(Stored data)
══════════════════════════════

impl CandidateService {
    pub fn new(
        store: SharedStore,
        history: HistoryService,
        notifications: NotificationService,
        resumes: ResumeService,
        feed: ChangeFeed,
    ) -> Self {
        Self {
            store,
            history,
            notifications,
            resumes,
            feed,
        }
    }

    pub async fn create(&self, payload: CreateCandidatePayload) -> Result<Candidate> {
        let tax_id = parse_tax_id(payload.tax_id.as_deref())?;
        self.ensure_tax_id_free(tax_id.as_ref(), None).await?;
        if let Some(job_id) = payload.job_id {
            self.ensure_job_exists(job_id).await?;
        }

        let report = self
            .history
            .check_duplicates(
                Some(&payload.full_name),
                payload.phone.as_deref(),
                tax_id.as_ref().map(Cpf::digits),
            )
            .await?;
        if !report.is_empty() {
            if !payload.force {
                tracing::info!(
                    matches = report.matches.len(),
                    "candidate creation held for duplicate review"
                );
                return Err(Error::DuplicateCandidate(report));
            }
            tracing::info!(
                matches = report.matches.len(),
                "creating candidate despite previous applications"
            );
        }

        let candidate = self
            .store
            .insert_candidate(NewCandidate {
                full_name: payload.full_name.trim().to_string(),
                email: payload.email.trim().to_lowercase(),
                phone: non_blank(payload.phone),
                tax_id: tax_id.map(|c| c.digits().to_string()),
                desired_role: non_blank(payload.desired_role),
                message: non_blank(payload.message),
                resume_url: None,
                job_id: payload.job_id,
            })
            .await?;
        tracing::info!(candidate_id = %candidate.id, "candidate created");
        self.feed.publish(TABLE, ChangeAction::Insert, candidate.id);
        Ok(candidate)
    }

    pub async fn get(&self, id: Uuid) -> Result<Candidate> {
        let candidate = self.find(id).await?;
        let records = self.store.stage_records(id).await?;
        Ok(with_projected_stage(candidate, &records))
    }

    pub async fn list(&self, filter: CandidateFilter) -> Result<Vec<Candidate>> {
        let candidates = self.store.list_candidates(&filter).await?;
        project_stages(&self.store, candidates).await
    }

    pub async fn update(&self, id: Uuid, payload: UpdateCandidatePayload) -> Result<Candidate> {
        self.find(id).await?;
        let tax_id = parse_tax_id(payload.tax_id.as_deref())?;
        self.ensure_tax_id_free(tax_id.as_ref(), Some(id)).await?;
        if let Some(job_id) = payload.job_id {
            self.ensure_job_exists(job_id).await?;
        }

        let changes = CandidateChanges {
            full_name: payload.full_name.map(|v| v.trim().to_string()),
            email: payload.email.map(|v| v.trim().to_lowercase()),
            phone: payload.phone,
            tax_id: tax_id.map(|c| c.digits().to_string()),
            desired_role: payload.desired_role,
            message: payload.message,
            job_id: payload.job_id,
            ..Default::default()
        };
        let candidate = self
            .store
            .update_candidate(id, &changes)
            .await?
            .ok_or_else(candidate_not_found)?;
        self.feed.publish(TABLE, ChangeAction::Update, id);
        let records = self.store.stage_records(id).await?;
        Ok(with_projected_stage(candidate, &records))
    }

    pub async fn delete(&self, id: Uuid) -> Result<()> {
        if !self.store.delete_candidate(id).await? {
            return Err(candidate_not_found());
        }
        tracing::info!(candidate_id = %id, "candidate deleted");
        self.feed.publish(TABLE, ChangeAction::Delete, id);
        Ok(())
    }

    pub async fn attach_resume(&self, id: Uuid, upload: ResumeUpload) -> Result<Candidate> {
        let previous = self.find(id).await?.resume_url;
        let url = self.resumes.save(&upload).await?;
        let changes = CandidateChanges {
            resume_url: Some(url.clone()),
            ..Default::default()
        };
        let candidate = match self.store.update_candidate(id, &changes).await {
            Ok(Some(candidate)) => candidate,
            Ok(None) => {
                self.resumes.remove(&url).await;
                return Err(candidate_not_found());
            }
            Err(e) => {
                self.resumes.remove(&url).await;
                return Err(e);
            }
        };
        if let Some(old) = previous.filter(|old| *old != url) {
            self.resumes.remove(&old).await;
        }
        self.feed.publish(TABLE, ChangeAction::Update, id);
        Ok(candidate)
    }

    pub async fn check_duplicates(
        &self,
        name: Option<&str>,
        phone: Option<&str>,
        tax_id: Option<&str>,
    ) -> Result<DuplicateReport> {
        self.history.check_duplicates(name, phone, tax_id).await
    }

    /// Public intake. Previous applications do not block the insert; they
    /// raise a notification for the recruiters instead.
    pub async fn submit_application(
        &self,
        form: ApplicationForm,
        resume: Option<ResumeUpload>,
    ) -> Result<Candidate> {
        let tax_id = parse_tax_id(form.tax_id.as_deref())?;
        self.ensure_tax_id_free(tax_id.as_ref(), None).await?;
        if let Some(job_id) = form.job_id {
            self.ensure_job_exists(job_id).await?;
        }
        if let Some(upload) = &resume {
            check_resume(upload)?;
        }

        let report = self
            .history
            .check_duplicates(
                Some(&form.full_name),
                form.phone.as_deref(),
                tax_id.as_ref().map(Cpf::digits),
            )
            .await?;

        let resume_url = match &resume {
            Some(upload) => Some(self.resumes.save(upload).await?),
            None => None,
        };
        let inserted = self
            .store
            .insert_candidate(NewCandidate {
                full_name: form.full_name,
                email: form.email.to_lowercase(),
                phone: form.phone,
                tax_id: tax_id.map(|c| c.digits().to_string()),
                desired_role: form.desired_role,
                message: form.message,
                resume_url: resume_url.clone(),
                job_id: form.job_id,
            })
            .await;
        let candidate = match inserted {
            Ok(candidate) => candidate,
            Err(e) => {
                if let Some(url) = &resume_url {
                    self.resumes.remove(url).await;
                }
                return Err(e);
            }
        };
        tracing::info!(candidate_id = %candidate.id, "public application received");
        self.feed.publish(TABLE, ChangeAction::Insert, candidate.id);

        self.notifications
            .notify(
                KIND_NEW_APPLICATION,
                "Nova candidatura",
                format!("{} enviou uma candidatura", candidate.full_name),
                Some(candidate.id),
            )
            .await;
        if !report.is_empty() {
            self.notifications
                .notify(
                    KIND_POSSIBLE_DUPLICATE,
                    "Possível candidato duplicado",
                    duplicate_summary(&candidate.full_name, &report),
                    Some(candidate.id),
                )
                .await;
        }
        Ok(candidate)
    }

    async fn find(&self, id: Uuid) -> Result<Candidate> {
        self.store
            .get_candidate(id)
            .await?
            .ok_or_else(candidate_not_found)
    }

    async fn ensure_tax_id_free(&self, tax_id: Option<&Cpf>, except: Option<Uuid>) -> Result<()> {
        let Some(tax_id) = tax_id else {
            return Ok(());
        };
        match self.store.find_candidate_by_tax_id(tax_id.digits()).await? {
            Some(existing) if Some(existing.id) != except => Err(Error::Conflict(format!(
                "An active candidate with CPF {} already exists",
                tax_id
            ))),
            _ => Ok(()),
        }
    }

    async fn ensure_job_exists(&self, job_id: Uuid) -> Result<()> {
        match self.store.get_job(job_id).await? {
            Some(_) => Ok(()),
            None => Err(Error::BadRequest(format!("Job {} does not exist", job_id))),
        }
    }
}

══════════════════════════════

Work task:
Nothing in the data may differ; print all of it exactly as written.

Problem solution:
impl CandidateService {
    pub fn new(
        store: SharedStore,
        history: HistoryService,
        notifications: NotificationService,
        resumes: ResumeService,
        feed: ChangeFeed,
    ) -> Self {
        Self {
            store,
            history,
            notifications,
            resumes,
            feed,
        }
    }

    pub async fn create(&self, payload: CreateCandidatePayload) -> Result<Candidate> {
        let tax_id = parse_tax_id(payload.tax_id.as_deref())?;
        self.ensure_tax_id_free(tax_id.as_ref(), None).await?;
        if let Some(job_id) = payload.job_id {
            self.ensure_job_exists(job_id).await?;
        }

        let report = self
            .history
            .check_duplicates(
                Some(&payload.full_name),
                payload.phone.as_deref(),
                tax_id.as_ref().map(Cpf::digits),
            )
            .await?;
        if !report.is_empty() {
            if !payload.force {
                tracing::info!(
                    matches = report.matches.len(),
                    "candidate creation held for duplicate review"
                );
                return Err(Error::DuplicateCandidate(report));
            }
            tracing::info!(
                matches = report.matches.len(),
                "creating candidate despite previous applications"
            );
        }

        let candidate = self
            .store
            .insert_candidate(NewCandidate {
                full_name: payload.full_name.trim().to_string(),
                email: payload.email.trim().to_lowercase(),
                phone: non_blank(payload.phone),
                tax_id: tax_id.map(|c| c.digits().to_string()),
                desired_role: non_blank(payload.desired_role),
                message: non_blank(payload.message),
                resume_url: None,
                job_id: payload.job_id,
            })
            .await?;
        tracing::info!(candidate_id = %candidate.id, "candidate created");
        self.feed.publish(TABLE, ChangeAction::Insert, candidate.id);
        Ok(candidate)
    }

    pub async fn get(&self, id: Uuid) -> Result<Candidate> {
        let candidate = self.find(id).await?;
        let records = self.store.stage_records(id).await?;
        Ok(with_projected_stage(candidate, &records))
    }

    pub async fn list(&self, filter: CandidateFilter) -> Result<Vec<Candidate>> {
        let candidates = self.store.list_candidates(&filter).await?;
        project_stages(&self.store, candidates).await
    }

    pub async fn update(&self, id: Uuid, payload: UpdateCandidatePayload) -> Result<Candidate> {
        self.find(id).await?;
        let tax_id = parse_tax_id(payload.tax_id.as_deref())?;
        self.ensure_tax_id_free(tax_id.as_ref(), Some(id)).await?;
        if let Some(job_id) = payload.job_id {
            self.ensure_job_exists(job_id).await?;
        }

        let changes = CandidateChanges {
            full_name: payload.full_name.map(|v| v.trim().to_string()),
            email: payload.email.map(|v| v.trim().to_lowercase()),
            phone: payload.phone,
            tax_id: tax_id.map(|c| c.digits().to_string()),
            desired_role: payload.desired_role,
            message: payload.message,
            job_id: payload.job_id,
            ..Default::default()
        };
        let candidate = self
            .store
            .update_candidate(id, &changes)
            .await?
            .ok_or_else(candidate_not_found)?;
        self.feed.publish(TABLE, ChangeAction::Update, id);
        let records = self.store.stage_records(id).await?;
        Ok(with_projected_stage(candidate, &records))
    }

    pub async fn delete(&self, id: Uuid) -> Result<()> {
        if !self.store.delete_candidate(id).await? {
            return Err(candidate_not_found());
        }
        tracing::info!(candidate_id = %id, "candidate deleted");
        self.feed.publish(TABLE, ChangeAction::Delete, id);
        Ok(())
    }

    pub async fn attach_resume(&self, id: Uuid, upload: ResumeUpload) -> Result<Candidate> {
        let previous = self.find(id).await?.resume_url;
        let url = self.resumes.save(&upload).await?;
        let changes = CandidateChanges {
            resume_url: Some(url.clone()),
            ..Default::default()
        };
        let candidate = match self.store.update_candidate(id, &changes).await {
            Ok(Some(candidate)) => candidate,
            Ok(None) => {
                self.resumes.remove(&url).await;
                return Err(candidate_not_found());
            }
            Err(e) => {
                self.resumes.remove(&url).await;
                return Err(e);
            }
        };
        if let Some(old) = previous.filter(|old| *old != url) {
            self.resumes.remove(&old).await;
        }
        self.feed.publish(TABLE, ChangeAction::Update, id);
        Ok(candidate)
    }

    pub async fn check_duplicates(
        &self,
        name: Option<&str>,
        phone: Option<&str>,
        tax_id: Option<&str>,
    ) -> Result<DuplicateReport> {
        self.history.check_duplicates(name, phone, tax_id).await
    }

    /// Public intake. Previous applications do not block the insert; they
    /// raise a notification for the recruiters instead.
    pub async fn submit_application(
        &self,
        form: ApplicationForm,
        resume: Option<ResumeUpload>,
    ) -> Result<Candidate> {
        let tax_id = parse_tax_id(form.tax_id.as_deref())?;
        self.ensure_tax_id_free(tax_id.as_ref(), None).await?;
        if let Some(job_id) = form.job_id {
            self.ensure_job_exists(job_id).await?;
        }
        if let Some(upload) = &resume {
            check_resume(upload)?;
        }

        let report = self
            .history
            .check_duplicates(
                Some(&form.full_name),
                form.phone.as_deref(),
                tax_id.as_ref().map(Cpf::digits),
            )
            .await?;

        let resume_url = match &resume {
            Some(upload) => Some(self.resumes.save(upload).await?),
            None => None,
        };
        let inserted = self
            .store
            .insert_candidate(NewCandidate {
                full_name: form.full_name,
                email: form.email.to_lowercase(),
                phone: form.phone,
                tax_id: tax_id.map(|c| c.digits().to_string()),
                desired_role: form.desired_role,
                message: form.message,
                resume_url: resume_url.clone(),
                job_id: form.job_id,
            })
            .await;
        let candidate = match inserted {
            Ok(candidate) => candidate,
            Err(e) => {
                if let Some(url) = &resume_url {
                    self.resumes.remove(url).await;
                }
                return Err(e);
            }
        };
        tracing::info!(candidate_id = %candidate.id, "public application received");
        self.feed.publish(TABLE, ChangeAction::Insert, candidate.id);

        self.notifications
            .notify(
                KIND_NEW_APPLICATION,
                "Nova candidatura",
                format!("{} enviou uma candidatura", candidate.full_name),
                Some(candidate.id),
            )
            .await;
        if !report.is_empty() {
            self.notifications
                .notify(
                    KIND_POSSIBLE_DUPLICATE,
                    "Possível candidato duplicado",
                    duplicate_summary(&candidate.full_name, &report),
                    Some(candidate.id),
                )
                .await;
        }
        Ok(candidate)
    }

    async fn find(&self, id: Uuid) -> Result<Candidate> {
        self.store
            .get_candidate(id)
            .await?
            .ok_or_else(candidate_not_found)
    }

    async fn ensure_tax_id_free(&self, tax_id: Option<&Cpf>, except: Option<Uuid>) -> Result<()> {
        let Some(tax_id) = tax_id else {
            return Ok(());
        };
        match self.store.find_candidate_by_tax_id(tax_id.digits()).await? {
            Some(existing) if Some(existing.id) != except => Err(Error::Conflict(format!(
                "An active candidate with CPF {} already exists",
                tax_id
            ))),
            _ => Ok(()),
        }
    }

    async fn ensure_job_exists(&self, job_id: Uuid) -> Result<()> {
        match self.store.get_job(job_id).await? {
            Some(_) => Ok(()),
            None => Err(Error::BadRequest(format!("Job {} does not exist", job_id))),
        }
    }
}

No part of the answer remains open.